### Given data
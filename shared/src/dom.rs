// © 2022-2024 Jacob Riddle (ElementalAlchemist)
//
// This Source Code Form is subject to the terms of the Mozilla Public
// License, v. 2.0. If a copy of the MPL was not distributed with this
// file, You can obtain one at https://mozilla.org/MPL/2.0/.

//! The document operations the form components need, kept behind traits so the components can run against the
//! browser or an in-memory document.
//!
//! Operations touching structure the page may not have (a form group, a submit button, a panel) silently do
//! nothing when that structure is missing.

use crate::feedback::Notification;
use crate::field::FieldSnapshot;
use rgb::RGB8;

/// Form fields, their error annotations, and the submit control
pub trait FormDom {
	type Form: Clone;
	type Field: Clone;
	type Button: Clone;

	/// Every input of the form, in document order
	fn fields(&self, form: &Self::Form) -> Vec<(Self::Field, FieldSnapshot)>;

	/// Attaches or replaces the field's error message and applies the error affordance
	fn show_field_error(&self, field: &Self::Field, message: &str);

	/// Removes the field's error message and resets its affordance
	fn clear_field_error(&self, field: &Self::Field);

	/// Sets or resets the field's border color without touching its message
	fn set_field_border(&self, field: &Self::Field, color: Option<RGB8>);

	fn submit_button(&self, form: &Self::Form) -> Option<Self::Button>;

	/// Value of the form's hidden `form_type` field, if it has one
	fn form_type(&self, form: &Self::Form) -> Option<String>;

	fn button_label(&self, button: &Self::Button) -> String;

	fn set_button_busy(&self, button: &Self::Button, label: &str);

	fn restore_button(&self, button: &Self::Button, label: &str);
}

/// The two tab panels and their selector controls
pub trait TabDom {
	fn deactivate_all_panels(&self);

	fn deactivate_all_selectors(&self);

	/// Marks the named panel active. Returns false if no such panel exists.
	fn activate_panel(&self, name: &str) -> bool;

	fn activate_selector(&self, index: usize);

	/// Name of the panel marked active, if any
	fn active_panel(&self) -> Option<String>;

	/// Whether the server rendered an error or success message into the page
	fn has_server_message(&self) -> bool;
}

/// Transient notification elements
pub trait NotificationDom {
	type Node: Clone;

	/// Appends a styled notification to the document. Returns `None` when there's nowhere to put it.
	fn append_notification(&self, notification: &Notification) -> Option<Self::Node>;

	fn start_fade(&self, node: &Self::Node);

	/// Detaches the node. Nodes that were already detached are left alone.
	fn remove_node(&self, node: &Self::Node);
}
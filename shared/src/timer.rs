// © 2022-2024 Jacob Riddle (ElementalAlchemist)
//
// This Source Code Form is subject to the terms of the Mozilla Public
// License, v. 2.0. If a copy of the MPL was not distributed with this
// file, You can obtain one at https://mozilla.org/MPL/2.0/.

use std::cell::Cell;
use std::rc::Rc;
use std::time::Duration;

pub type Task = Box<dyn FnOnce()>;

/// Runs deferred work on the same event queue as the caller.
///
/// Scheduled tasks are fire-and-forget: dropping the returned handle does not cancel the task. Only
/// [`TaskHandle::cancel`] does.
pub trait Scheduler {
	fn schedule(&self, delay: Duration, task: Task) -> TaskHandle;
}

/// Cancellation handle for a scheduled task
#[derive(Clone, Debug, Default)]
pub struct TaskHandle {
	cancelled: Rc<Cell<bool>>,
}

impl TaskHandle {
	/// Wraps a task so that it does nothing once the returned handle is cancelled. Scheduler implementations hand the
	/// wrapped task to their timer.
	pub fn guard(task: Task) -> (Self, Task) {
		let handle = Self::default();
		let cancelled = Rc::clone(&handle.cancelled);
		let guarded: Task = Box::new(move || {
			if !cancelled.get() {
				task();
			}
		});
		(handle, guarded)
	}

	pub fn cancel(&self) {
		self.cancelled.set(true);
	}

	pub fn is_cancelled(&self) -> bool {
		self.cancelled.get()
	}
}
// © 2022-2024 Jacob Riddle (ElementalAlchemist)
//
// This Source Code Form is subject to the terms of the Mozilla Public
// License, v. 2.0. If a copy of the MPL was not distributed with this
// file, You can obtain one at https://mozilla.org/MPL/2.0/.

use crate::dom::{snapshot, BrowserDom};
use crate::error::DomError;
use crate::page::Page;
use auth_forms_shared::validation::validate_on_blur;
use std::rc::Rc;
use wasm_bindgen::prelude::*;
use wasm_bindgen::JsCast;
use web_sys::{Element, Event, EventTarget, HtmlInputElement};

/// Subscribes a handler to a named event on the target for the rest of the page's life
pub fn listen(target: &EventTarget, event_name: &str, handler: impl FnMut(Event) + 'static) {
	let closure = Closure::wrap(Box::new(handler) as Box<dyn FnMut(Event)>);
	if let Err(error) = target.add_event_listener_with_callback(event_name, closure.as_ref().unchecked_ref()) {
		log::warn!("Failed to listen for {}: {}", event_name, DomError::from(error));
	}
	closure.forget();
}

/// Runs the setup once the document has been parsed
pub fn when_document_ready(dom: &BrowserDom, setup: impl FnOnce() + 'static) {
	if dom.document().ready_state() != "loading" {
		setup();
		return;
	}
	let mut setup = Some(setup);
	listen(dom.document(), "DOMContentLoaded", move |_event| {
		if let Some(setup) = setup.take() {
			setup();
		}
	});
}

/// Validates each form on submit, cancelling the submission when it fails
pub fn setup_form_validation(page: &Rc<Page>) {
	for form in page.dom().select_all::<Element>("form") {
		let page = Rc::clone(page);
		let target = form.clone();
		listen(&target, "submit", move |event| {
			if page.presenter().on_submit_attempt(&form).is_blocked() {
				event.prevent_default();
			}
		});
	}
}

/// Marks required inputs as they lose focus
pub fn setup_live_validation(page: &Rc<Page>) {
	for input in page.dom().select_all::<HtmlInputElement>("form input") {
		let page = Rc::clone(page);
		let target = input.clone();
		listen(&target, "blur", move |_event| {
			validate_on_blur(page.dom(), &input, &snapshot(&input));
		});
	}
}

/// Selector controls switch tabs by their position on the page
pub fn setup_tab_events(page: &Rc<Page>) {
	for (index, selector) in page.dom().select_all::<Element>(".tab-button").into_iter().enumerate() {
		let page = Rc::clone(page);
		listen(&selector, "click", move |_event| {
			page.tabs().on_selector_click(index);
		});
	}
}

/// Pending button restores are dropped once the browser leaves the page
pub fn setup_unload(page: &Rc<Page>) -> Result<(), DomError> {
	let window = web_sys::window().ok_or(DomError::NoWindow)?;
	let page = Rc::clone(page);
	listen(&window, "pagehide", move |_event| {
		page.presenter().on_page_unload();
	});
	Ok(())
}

### Exercise brief
Taking the entries above, write out exactly each line from the one holding "use rgb::RGB8;" to the one holding "if it has one", both included, and stop there.

### Finished exercise
use rgb::RGB8;

/// Form fields, their error annotations, and the submit control
pub trait FormDom {
	type Form: Clone;
	type Field: Clone;
	type Button: Clone;

	/// Every input of the form, in document order
	fn fields(&self, form: &Self::Form) -> Vec<(Self::Field, FieldSnapshot)>;

	/// Attaches or replaces the field's error message and applies the error affordance
	fn show_field_error(&self, field: &Self::Field, message: &str);

	/// Removes the field's error message and resets its affordance
	fn clear_field_error(&self, field: &Self::Field);

	/// Sets or resets the field's border color without touching its message
	fn set_field_border(&self, field: &Self::Field, color: Option<RGB8>);

	fn submit_button(&self, form: &Self::Form) -> Option<Self::Button>;

	/// Value of the form's hidden `form_type` field, if it has one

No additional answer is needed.